■ **Work instruction**
Among the lines below, return each one that contains the word "DryRunResult".

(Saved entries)

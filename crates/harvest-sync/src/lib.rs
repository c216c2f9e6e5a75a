//! Run orchestration for Harvest: execution context, reconciliation, fetcher
//! registry, metadata sinks and scheduling.

use std::sync::Arc;

use anyhow::{Context, Result};
use futures::future::join_all;
use harvest_core::DryRunResult;
use harvest_storage::{ArtifactStore, FileCheckpointStore, FileFingerprintStore, HttpFetcher};
use tracing::{info, warn};

pub mod config;
pub mod context;
pub mod error;
pub mod fetcher;
pub mod metadata;
pub mod reconcile;
pub mod runlog;
pub mod runner;
pub mod scheduler;

pub use config::HarvestConfig;
pub use context::{Checkpoints, ExecutionContext, RawStorage, RunRecorder, StagedItem};
pub use error::{check_response, run_error_kind, FatalConfig, ItemError};
pub use fetcher::{DryRunProbe, Fetcher, FetcherRegistry, RegistryError};
pub use metadata::{FetchMetadata, JsonlMetadataSink, MetadataSink, PgMetadataSink};
pub use reconcile::{
    diff_active_sets, document_status, reconcile, ActiveSetDiff, ActiveSetSource, DocumentStatus,
    FetchedDocument, ProbeOutcome, ReconcileReport,
};
pub use runlog::RunLog;
pub use runner::{FetchRunner, RunBody, RunReport};
pub use scheduler::{build_scheduler, maybe_build_scheduler, schedule_plan};

pub const CRATE_NAME: &str = "harvest-sync";

/// Process-wide entry point: one shared HTTP client and store set, many fetchers.
pub struct Harvester {
    config: HarvestConfig,
    registry: FetcherRegistry,
    runner: FetchRunner,
    metadata: Arc<dyn MetadataSink>,
    run_log: RunLog,
}

impl Harvester {
    pub fn new(config: HarvestConfig, registry: FetcherRegistry) -> Result<Self> {
        let http = Arc::new(HttpFetcher::new(config.http_client_config()).context("building http client")?);
        let runner = FetchRunner::new(
            http,
            Arc::new(FileCheckpointStore::new(config.checkpoints_dir())),
            Arc::new(FileFingerprintStore::new(config.fingerprints_dir())),
            ArtifactStore::new(config.artifacts_dir.clone()),
        );
        let metadata: Arc<dyn MetadataSink> = match &config.database_url {
            Some(url) => Arc::new(PgMetadataSink::connect_lazy(url)?),
            None => Arc::new(JsonlMetadataSink::new(config.metadata_path())),
        };
        Ok(Self::with_components(config, registry, runner, metadata))
    }

    pub fn with_components(
        config: HarvestConfig,
        registry: FetcherRegistry,
        runner: FetchRunner,
        metadata: Arc<dyn MetadataSink>,
    ) -> Self {
        let run_log = RunLog::new(config.run_log_path());
        Self {
            config,
            registry,
            runner,
            metadata,
            run_log,
        }
    }

    pub fn config(&self) -> &HarvestConfig {
        &self.config
    }

    pub fn registry(&self) -> &FetcherRegistry {
        &self.registry
    }

    pub fn runner(&self) -> &FetchRunner {
        &self.runner
    }

    pub async fn run_source(&self, name: &str) -> Result<RunReport> {
        let fetcher = self.registry.get(name)?;
        Ok(self.run_fetcher(fetcher.as_ref()).await)
    }

    /// Runs one fetcher, then records its metadata and run log entry. Bookkeeping
    /// failures are logged and never change the run's result.
    pub async fn run_fetcher(&self, fetcher: &dyn Fetcher) -> RunReport {
        let report = self
            .runner
            .execute_with_profile(fetcher.name(), fetcher.version(), &fetcher.http_profile(), fetcher)
            .await;

        let record = FetchMetadata {
            run_id: report.run.run_id,
            source: report.run.source.clone(),
            category: fetcher.category().to_string(),
            item_count: report.metrics.changed(),
            fetched_at: report.run.finished_at,
            metadata: serde_json::json!({
                "version": report.run.version,
                "outcome": report.run.outcome,
                "summary": report.run.summary,
                "metrics": report.metrics,
                "error_count": report.errors.len(),
            }),
        };
        if let Err(err) = self.metadata.store_fetch_metadata(&record).await {
            warn!(source = %record.source, error = %format!("{err:#}"), "failed to store fetch metadata");
        }
        if let Err(err) = self.run_log.append(&report).await {
            warn!(source = %record.source, error = %format!("{err:#}"), "failed to append run log");
        }
        report
    }

    /// Runs the named sources concurrently; unknown names are logged and skipped.
    pub async fn run_sources(&self, names: &[String]) -> Vec<RunReport> {
        let mut fetchers = Vec::with_capacity(names.len());
        for name in names {
            match self.registry.get(name) {
                Ok(fetcher) => fetchers.push(fetcher),
                Err(err) => warn!(%err, "skipping source"),
            }
        }
        join_all(fetchers.iter().map(|f| self.run_fetcher(f.as_ref()))).await
    }

    pub async fn run_all(&self) -> Vec<RunReport> {
        let names = self.registry.names();
        info!(sources = names.len(), "running all sources");
        self.run_sources(&names).await
    }

    pub async fn dry_run_source(&self, name: &str) -> Result<DryRunResult> {
        let fetcher = self.registry.get(name)?;
        let probe = DryRunProbe::new(
            self.runner.http().for_source(fetcher.name(), &fetcher.http_profile()),
            Arc::clone(&self.metadata),
            vec![self.config.state_dir.clone(), self.config.artifacts_dir.clone()],
        );
        Ok(fetcher.dry_run(&probe).await)
    }

    pub async fn recent_runs(&self, limit: usize) -> Result<Vec<RunReport>> {
        self.run_log.recent(limit).await
    }
}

■ **Response**
use harvest_core::DryRunResult;
    pub async fn dry_run_source(&self, name: &str) -> Result<DryRunResult> {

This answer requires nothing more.